- Task to carry out -
Examine each line of the data, and copy the ones containing "SupabaseAuthClient".

- Provided data -
= = = = = = =
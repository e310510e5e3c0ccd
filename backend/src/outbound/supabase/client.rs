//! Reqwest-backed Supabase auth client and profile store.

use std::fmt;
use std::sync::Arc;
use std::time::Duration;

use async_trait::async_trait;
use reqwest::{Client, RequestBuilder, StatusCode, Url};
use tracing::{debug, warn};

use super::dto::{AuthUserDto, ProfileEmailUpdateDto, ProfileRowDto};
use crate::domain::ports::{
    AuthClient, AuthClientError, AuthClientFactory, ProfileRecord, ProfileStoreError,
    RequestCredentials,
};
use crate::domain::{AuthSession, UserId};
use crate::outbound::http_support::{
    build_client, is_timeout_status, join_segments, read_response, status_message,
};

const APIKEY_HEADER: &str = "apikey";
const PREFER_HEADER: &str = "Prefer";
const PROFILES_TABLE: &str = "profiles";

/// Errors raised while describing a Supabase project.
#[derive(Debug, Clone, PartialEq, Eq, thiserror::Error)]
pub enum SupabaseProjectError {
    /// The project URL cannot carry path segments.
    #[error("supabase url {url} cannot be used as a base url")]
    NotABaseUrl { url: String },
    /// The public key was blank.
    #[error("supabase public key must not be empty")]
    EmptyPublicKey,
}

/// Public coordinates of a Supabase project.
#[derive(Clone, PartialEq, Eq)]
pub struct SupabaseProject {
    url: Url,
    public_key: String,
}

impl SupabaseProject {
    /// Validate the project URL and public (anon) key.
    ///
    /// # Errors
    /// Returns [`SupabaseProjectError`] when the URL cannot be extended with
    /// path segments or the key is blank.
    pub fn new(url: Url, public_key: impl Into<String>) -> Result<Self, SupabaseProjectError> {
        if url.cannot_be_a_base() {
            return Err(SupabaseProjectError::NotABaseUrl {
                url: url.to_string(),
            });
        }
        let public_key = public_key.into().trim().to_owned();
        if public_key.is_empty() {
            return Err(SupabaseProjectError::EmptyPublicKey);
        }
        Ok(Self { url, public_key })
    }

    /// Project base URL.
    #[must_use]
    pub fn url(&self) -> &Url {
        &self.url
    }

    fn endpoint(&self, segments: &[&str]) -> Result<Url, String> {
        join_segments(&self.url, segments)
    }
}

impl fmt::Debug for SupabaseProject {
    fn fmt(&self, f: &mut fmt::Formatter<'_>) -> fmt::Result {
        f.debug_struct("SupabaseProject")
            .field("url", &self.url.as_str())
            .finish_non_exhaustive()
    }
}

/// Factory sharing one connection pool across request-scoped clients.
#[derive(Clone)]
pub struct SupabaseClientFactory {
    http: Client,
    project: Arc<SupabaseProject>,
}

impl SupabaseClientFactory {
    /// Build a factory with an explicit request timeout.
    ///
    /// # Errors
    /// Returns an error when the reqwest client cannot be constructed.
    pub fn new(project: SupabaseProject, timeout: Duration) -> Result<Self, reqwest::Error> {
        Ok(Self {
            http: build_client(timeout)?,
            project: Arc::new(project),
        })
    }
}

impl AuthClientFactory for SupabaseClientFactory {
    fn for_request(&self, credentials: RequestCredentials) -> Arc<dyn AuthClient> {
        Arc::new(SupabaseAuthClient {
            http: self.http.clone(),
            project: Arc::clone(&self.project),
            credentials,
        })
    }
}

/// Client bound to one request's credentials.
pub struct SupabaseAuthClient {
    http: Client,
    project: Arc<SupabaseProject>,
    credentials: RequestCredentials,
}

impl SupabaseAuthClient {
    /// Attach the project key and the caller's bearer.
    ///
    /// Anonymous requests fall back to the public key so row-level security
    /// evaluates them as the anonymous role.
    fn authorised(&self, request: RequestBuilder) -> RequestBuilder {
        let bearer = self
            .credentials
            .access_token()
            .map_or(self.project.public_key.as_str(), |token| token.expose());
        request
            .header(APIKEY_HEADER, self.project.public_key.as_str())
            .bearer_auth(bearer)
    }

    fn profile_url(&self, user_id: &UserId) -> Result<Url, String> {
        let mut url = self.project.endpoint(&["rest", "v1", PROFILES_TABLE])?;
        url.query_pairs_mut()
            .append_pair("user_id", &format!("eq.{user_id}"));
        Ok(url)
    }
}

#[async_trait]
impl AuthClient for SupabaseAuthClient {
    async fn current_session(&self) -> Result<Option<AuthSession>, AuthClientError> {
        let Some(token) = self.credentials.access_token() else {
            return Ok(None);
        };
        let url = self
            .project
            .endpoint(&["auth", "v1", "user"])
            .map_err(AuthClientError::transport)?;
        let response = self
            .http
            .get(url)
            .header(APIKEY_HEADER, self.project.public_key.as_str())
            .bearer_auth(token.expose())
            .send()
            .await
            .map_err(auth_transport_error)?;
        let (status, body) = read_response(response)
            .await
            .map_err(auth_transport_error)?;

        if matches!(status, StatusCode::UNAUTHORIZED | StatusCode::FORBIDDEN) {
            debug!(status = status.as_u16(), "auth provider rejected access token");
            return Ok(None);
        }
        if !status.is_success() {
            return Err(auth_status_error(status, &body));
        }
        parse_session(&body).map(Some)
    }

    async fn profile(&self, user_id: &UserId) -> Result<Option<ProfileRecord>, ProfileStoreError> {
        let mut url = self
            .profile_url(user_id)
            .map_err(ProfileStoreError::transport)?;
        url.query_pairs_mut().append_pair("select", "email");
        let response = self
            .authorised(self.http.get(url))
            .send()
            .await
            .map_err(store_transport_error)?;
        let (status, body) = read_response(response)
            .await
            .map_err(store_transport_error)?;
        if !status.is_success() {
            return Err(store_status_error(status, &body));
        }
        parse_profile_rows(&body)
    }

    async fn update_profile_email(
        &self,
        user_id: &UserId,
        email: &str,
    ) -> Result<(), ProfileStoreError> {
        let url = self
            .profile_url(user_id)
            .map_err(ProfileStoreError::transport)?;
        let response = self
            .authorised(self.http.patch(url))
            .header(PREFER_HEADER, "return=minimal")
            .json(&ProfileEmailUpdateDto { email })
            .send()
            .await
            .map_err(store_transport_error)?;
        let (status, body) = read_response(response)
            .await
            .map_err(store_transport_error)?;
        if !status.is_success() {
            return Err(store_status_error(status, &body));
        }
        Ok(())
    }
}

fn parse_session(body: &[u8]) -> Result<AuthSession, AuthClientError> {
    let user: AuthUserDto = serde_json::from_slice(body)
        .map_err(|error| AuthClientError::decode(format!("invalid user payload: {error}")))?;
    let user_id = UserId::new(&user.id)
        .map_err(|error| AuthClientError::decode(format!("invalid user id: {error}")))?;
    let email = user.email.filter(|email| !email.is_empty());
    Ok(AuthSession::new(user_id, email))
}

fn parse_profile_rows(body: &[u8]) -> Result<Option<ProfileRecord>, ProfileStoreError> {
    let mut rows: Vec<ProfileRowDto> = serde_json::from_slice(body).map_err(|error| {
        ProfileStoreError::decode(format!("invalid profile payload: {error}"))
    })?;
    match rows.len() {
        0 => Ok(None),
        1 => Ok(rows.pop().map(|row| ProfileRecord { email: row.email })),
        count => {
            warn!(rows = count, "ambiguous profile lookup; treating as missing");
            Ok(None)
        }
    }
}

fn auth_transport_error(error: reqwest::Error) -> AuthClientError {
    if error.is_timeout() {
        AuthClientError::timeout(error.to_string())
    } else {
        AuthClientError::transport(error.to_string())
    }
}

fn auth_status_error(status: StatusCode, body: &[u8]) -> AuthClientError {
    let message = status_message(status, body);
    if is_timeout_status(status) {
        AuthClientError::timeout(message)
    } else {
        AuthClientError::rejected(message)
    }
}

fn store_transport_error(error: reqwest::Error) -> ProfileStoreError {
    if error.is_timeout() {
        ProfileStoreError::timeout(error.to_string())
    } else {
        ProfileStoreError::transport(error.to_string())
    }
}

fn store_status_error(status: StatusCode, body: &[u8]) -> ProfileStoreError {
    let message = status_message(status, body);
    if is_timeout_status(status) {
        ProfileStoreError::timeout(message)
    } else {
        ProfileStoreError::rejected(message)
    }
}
= = = = = = =
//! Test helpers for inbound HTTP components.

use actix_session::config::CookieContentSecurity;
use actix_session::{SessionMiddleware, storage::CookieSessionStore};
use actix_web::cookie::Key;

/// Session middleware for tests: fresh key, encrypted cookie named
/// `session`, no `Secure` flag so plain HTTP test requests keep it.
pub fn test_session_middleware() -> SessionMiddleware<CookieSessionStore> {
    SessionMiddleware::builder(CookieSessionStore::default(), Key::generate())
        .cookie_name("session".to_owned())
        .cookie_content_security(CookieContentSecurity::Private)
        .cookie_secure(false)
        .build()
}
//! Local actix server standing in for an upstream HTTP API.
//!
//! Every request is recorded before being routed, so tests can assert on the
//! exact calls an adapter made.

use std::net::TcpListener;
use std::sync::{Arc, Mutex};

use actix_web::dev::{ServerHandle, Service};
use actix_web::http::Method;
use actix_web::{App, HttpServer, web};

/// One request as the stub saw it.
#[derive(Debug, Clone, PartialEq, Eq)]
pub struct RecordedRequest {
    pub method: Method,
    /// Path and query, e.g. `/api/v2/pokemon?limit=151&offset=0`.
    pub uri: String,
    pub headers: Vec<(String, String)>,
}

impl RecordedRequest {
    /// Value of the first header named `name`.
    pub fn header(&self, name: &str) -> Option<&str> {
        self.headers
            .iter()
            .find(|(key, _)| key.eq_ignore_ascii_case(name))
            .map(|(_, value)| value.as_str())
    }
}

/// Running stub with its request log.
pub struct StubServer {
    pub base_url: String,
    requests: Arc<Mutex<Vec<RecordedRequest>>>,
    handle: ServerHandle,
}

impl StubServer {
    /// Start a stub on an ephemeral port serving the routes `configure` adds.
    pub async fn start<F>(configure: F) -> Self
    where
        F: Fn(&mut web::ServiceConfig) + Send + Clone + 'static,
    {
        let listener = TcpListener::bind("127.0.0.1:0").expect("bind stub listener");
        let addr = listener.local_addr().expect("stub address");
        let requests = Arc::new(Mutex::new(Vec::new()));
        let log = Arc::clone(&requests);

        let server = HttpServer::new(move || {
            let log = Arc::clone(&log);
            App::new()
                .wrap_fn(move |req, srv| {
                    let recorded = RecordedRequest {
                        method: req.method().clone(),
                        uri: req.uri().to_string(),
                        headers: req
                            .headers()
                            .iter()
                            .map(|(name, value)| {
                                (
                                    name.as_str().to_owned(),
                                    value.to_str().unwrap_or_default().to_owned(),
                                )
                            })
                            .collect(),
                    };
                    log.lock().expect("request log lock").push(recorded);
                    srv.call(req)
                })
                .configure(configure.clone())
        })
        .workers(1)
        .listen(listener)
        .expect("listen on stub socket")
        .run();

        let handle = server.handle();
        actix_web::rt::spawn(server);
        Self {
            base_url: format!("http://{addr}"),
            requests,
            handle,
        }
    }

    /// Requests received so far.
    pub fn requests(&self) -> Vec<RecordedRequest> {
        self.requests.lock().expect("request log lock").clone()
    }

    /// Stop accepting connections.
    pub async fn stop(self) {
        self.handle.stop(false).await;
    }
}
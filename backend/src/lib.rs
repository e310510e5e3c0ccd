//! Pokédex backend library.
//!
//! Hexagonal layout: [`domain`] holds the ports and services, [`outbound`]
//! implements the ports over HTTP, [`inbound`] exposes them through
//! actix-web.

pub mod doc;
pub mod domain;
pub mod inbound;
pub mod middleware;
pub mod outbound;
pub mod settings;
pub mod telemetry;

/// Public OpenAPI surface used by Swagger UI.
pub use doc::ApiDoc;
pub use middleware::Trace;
= = = = = = =
- Answer to the exercise -
        Arc::new(SupabaseAuthClient {
pub struct SupabaseAuthClient {
impl SupabaseAuthClient {
impl AuthClient for SupabaseAuthClient {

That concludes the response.